Uptake of Cant occurs at the ocean surface, but long-term storage involves the deep and abyssal oceans. The surface and deep ocean are separated by the thermocline which impedes intense contact. However, at high latitudes the connectivity between the surface and deep oceans is high owing to the small density differences between these layers; one may envision the polar oceans to provide a direct contact between the atmosphere and the deep ocean waters. Indeed, almost all of the abyssal water masses in the world oceans are generated in only a few restricted regions of the polar oceans. Within the Southern Ocean, one of those regions is the Weddell Sea and its eastward extensions, known collectively as the Weddell Gyre. The Weddell Gyre is located in the Atlantic sector of the Southern Ocean with the Antarctic Peninsula as its western boundary. The gyre is mainly wind-driven with westward flow in the south and eastward in the north. Upwelling of sub-surface waters occurs towards its interior owing to its divergent nature, but also along the shelves . From the Antarctic Circumpolar Current to the north, sub-surface water known as Circumpolar Deep Water (CDW) is imported mainly in the east . This CDW is the main source water of the gyre from which almost all other water masses are derived. Locally known as Warm Deep Water (WDW), it is characterized by a temperature and salinity maximum just below the pycnocline. Along the shelves in the south and southwest of the Weddell Sea, surface waters cool and become saltier to form a dense water mass that will flow downslope into the abyssal Weddell Sea, entraining a (variable) fraction of WDW during its descent. At depth, the cold water mass is referred to as Weddell Sea Bottom Water (WSBW). This WSBW is one of the densest waters in the oceans and contributes to the Antarctic Bottom Water (AABW) which is found in the abyssal oceans.

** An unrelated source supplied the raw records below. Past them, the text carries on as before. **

use std::net::SocketAddr;

use anyhow::Context;
use tokio::{net::TcpListener, signal};
use tracing_subscriber::EnvFilter;

use bizhub::{auth::jwt::JwtService, config::AppConfig, db, routes, state::AppState};

#[tokio::main]
async fn main() -> anyhow::Result<()> {
    dotenv::dotenv().ok();
    init_tracing();

    let config = AppConfig::from_env()?;
    tracing::info!(
        component = "api",
        database_url = %config.redacted_database_url(),
        pool_size = config.database_max_pool_size,
        cron_enabled = config.cron_secret.is_some(),
        "loaded backend configuration"
    );

    let pool = db::init_pool_with_size(&config.database_url, config.database_max_pool_size)?;
    if config.run_migrations {
        let applied = db::run_migrations(&pool)?;
        tracing::info!(applied, "database migrations complete");
    }

    let jwt = JwtService::from_config(&config)?;
    let addr: SocketAddr = format!("{}:{}", config.server_host, config.server_port)
        .parse()
        .context("invalid SERVER_HOST/SERVER_PORT")?;

    let state = AppState::new(pool, config, jwt);
    let app = routes::create_router(state);

    let listener = TcpListener::bind(addr)
        .await
        .with_context(|| format!("failed to bind {addr}"))?;
    tracing::info!(%addr, "listening");

    axum::serve(listener, app)
        .with_graceful_shutdown(shutdown_signal())
        .await?;

    Ok(())
}

async fn shutdown_signal() {
    if let Err(err) = signal::ctrl_c().await {
        tracing::error!(error = %err, "failed to listen for shutdown signal");
        std::future::pending::<()>().await;
    }
    tracing::info!("received shutdown signal");
}

fn init_tracing() {
    let filter = EnvFilter::try_from_default_env().unwrap_or_else(|_| EnvFilter::new("info"));
    tracing_subscriber::fmt()
        .with_env_filter(filter)
        .with_target(false)
        .compact()
        .init();
}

By the process of deep water formation, the deep and bottom layers of the oceans are supplied with oxygen and other atmospheric gases such as the anthropogenic chlorofluorocarbons (CFCs) and CO2. Notably, dense water formation is potentially one of the main routes for Cant to enter the abyss and be sequestered on time scales of centuries. The high latitudes of the Southern Ocean have the largest uncertainty regarding the invasion of anthropogenic CO2, with different data-based methods giving different results .
The Weddell Gyre has, for this reason, been a major region of investigation of the carbon cycle and the anthropogenic perturbation thereof [10–15]. It is evident that the total storage of Cant is relatively small , but a significant increase in CO2 has been found in the deep and bottom layers of the gyre [14,15], although the latter studies differ in the vertical distribution of Cant. We expand on these earlier studies of the accumulation of Cant in the Weddell Gyre by investigating, in an extended measurement database, the trends in total CO2 in the WSBW at (i) the Prime Meridian, (ii) the deep central Weddell Sea, and (iii) the continental slope of the Antarctic Peninsula. This comprehensive use of the available data now allows an improved assessment of the invasion of anthropogenic CO2 into the Weddell Gyre.
2. Data and methods
Data are presented from two sections across the Weddell Gyre (figure 1), which have been occupied repeatedly during the past decades (see the electronic supplementary material, table S1, for a detailed listing of cruises and where the data can be obtained). Both sections were in most years sampled consecutively during a single cruise with the German icebreaker FS Polarstern (figure 1). The section along the Prime Meridian (or Greenwich Meridian) runs from about 55° S to the Antarctic continent. Van Heuven et al.  have extensively described the data at this section between 1973 and 2008, and here we add data from Polarstern cruise ANT-XXVII/2 in 2010/11 (see below). For nutrients and oxygen, data of two older cruises (ANT-VIII/2, 1989 and ANT-IX/2, 1990) are additionally included. The second section runs between Kapp Norvegia and Joinville Island near the tip of the Antarctic Peninsula; we present data between 1993 and 2011, consisting of six cruises with data also at the Prime Meridian, supplemented by cruise ANT-X/7 (1993) .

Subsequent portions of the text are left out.